PM: You pulled a couple of them out in that Ryman show, but maybe you’d share something with the readers about some of the amazing instruments in your collection and from whence they came.

MS: Well, the Pop Staples guitar is a gift from Mavis, Yvonne and Purvis. And that’s the one I played at the Ryman. And of course, there’s the Clarence White guitar.

PM: Right. And there was a great old Martin.

MS: Oh, the one from Hank, yeah.

PM: How did you come into that Hank Williams acoustic?

MS: I traded Johnny Cash a Merle Travis guitar for it.

PM: [laughs]

MS: And there’s a 1957 J-200 that was Johnny Cash’s that was on all those album covers that’s pretty great.

PM: Oh, my God…

MS: Yeah.

PM: Yeah, very few on the planet can boast of a collection like that, and the ones that can aren’t playing them like you are, on stage.

MS: Well, that’s the idea, is they got to work.

PM: Yeah, they got to work, and they got to be played, because it’s a crime when guitars that came from holy places sit in somebody’s glass case—

MS: I know. We played a concert with Ricky Skaggs Saturday night. And after the concert,I jumped on his bus, and we were listening and looking at DVDs. And he had been a part of that ceremony last week where they put Bill Monroe’s mandolin in the Hall of Fame. But before they put it under glass, he got to get it out and play it for a couple hours, and this guy videotaped, and I was watching it. The first question I asked him, I said, “Was that mandolin glad to be out of the case?” He said, “Oh, man, it’s like it was screaming to get out and get played.”

PM: [laughs] Oh, it’s such a shame to think of it just getting glassed up.

MS: I know it, I know it.

PM: The Marty story that I like to tell is one about when I first got to town in ’89, I was the freelance Mesa Boogie dealer at the time.

MS: Sure.

PM: And I stopped by SIR to loan somebody something. And the guy at the counter said,“Hey, Frank, this is Marty Stuart.” And you turned around and you said, “Hey, man, you want to play Clarence White’s guitar?”

MS: [laughter]

PM: My jaw about hit the ground, man. And when I tell that story, people say, “Yeah, well, that’s just the kind of guy Marty is.”

MS: You’re still welcome to play it. [It’s a double Telecaster, with two bodies back to front.]

PM: [laughs] I saw you playing it the other night at the Mercy Lounge, and that was an incredibly rockin’ show.

MS: Oh, that was a fun one.

PM: Is there an instrument that you haven’t tried yet that you wish you could play?

MS: I still wish I could play the guitar.[laughter]
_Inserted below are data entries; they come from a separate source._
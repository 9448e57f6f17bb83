use serde::{Deserialize, Serialize};

use super::DataOrigin;

/// A symbol ranked by market capitalization, before traded value is joined in
#[derive(Debug, Clone, PartialEq, Serialize, Deserialize)]
pub struct MarketCapRanking {
    pub symbol: String,
    pub market_cap: f64,
}

/// Final treemap row: market cap and traded value joined on `symbol`
///
/// Field names match the on-disk ranking cache format.
#[derive(Debug, Clone, PartialEq, Serialize, Deserialize)]
pub struct SymbolRanking {
    pub symbol: String,
    pub market_cap: f64,
    #[serde(rename = "total_value")]
    pub traded_value: f64,
}

impl SymbolRanking {
    pub fn new(symbol: impl Into<String>, market_cap: f64, traded_value: f64) -> Self {
        Self {
            symbol: symbol.into(),
            market_cap,
            traded_value,
        }
    }

    /// Copy with unusable numbers coerced to 0
    pub fn normalized(&self) -> Self {
        Self {
            symbol: self.symbol.clone(),
            market_cap: finite_or_zero(self.market_cap),
            traded_value: finite_or_zero(self.traded_value),
        }
    }
}

fn finite_or_zero(value: f64) -> f64 {
    if value.is_finite() {
        value
    } else {
        0.0
    }
}

/// Which per-symbol attribute failed to load
#[derive(Debug, Clone, Copy, PartialEq, Eq, Serialize, Deserialize)]
pub enum SymbolAttribute {
    MarketCap,
    TradedValue,
}

/// A per-symbol upstream failure captured during a fan-out
#[derive(Debug, Clone, PartialEq, Eq, Serialize, Deserialize)]
pub struct SymbolFailure {
    pub symbol: String,
    pub attribute: SymbolAttribute,
    pub reason: String,
}

/// Merged ranking for a symbol group (treemap view)
#[derive(Debug, Clone, Serialize, Deserialize)]
pub struct GroupRanking {
    pub group_code: String,
    pub rankings: Vec<SymbolRanking>,
    pub origin: DataOrigin,
    /// Symbols that failed during this request; empty for cache hits
    pub failures: Vec<SymbolFailure>,
}

impl GroupRanking {
    pub fn is_empty(&self) -> bool {
        self.rankings.is_empty()
    }
}

#[cfg(test)]
mod tests {
    use super::*;

    #[test]
    fn test_normalized_coerces_non_finite() {
        let ranking = SymbolRanking::new("VCB", f64::NAN, f64::INFINITY).normalized();
        assert_eq!(ranking, SymbolRanking::new("VCB", 0.0, 0.0));

        let ranking = SymbolRanking::new("FPT", 1.5e14, 2.0e11).normalized();
        assert_eq!(ranking, SymbolRanking::new("FPT", 1.5e14, 2.0e11));
    }

    #[test]
    fn test_serialized_field_names() {
        let json = serde_json::to_value(SymbolRanking::new("ABC", 1234.5, 6789.0)).unwrap();
        assert_eq!(
            json,
            serde_json::json!({"symbol": "ABC", "market_cap": 1234.5, "total_value": 6789.0})
        );
    }
}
PM: I know you’ve done some interesting projects with Billy Bob Thornton, but I don’t really know the nature of them. Could you share something about those with the readers?

MS: Yeah. It started with me scoring some of his films. One was 'Daddy and Them,' one was called 'Waking up in Reno,' and I think the big one was 'All the Pretty Horses.'

PM: Oh, I saw that. That was fabulous—and great music, too.

MS: Thanks.

PM: You read that book then, too, probably.

MS: I never read the book.

PM: The book was unbelievable.

MS: Cormac McCarthy is one of my favorite authors, but I didn’t want the book to influence what I was playing. So after that, Billy Bob decided he wanted to be a recording artist.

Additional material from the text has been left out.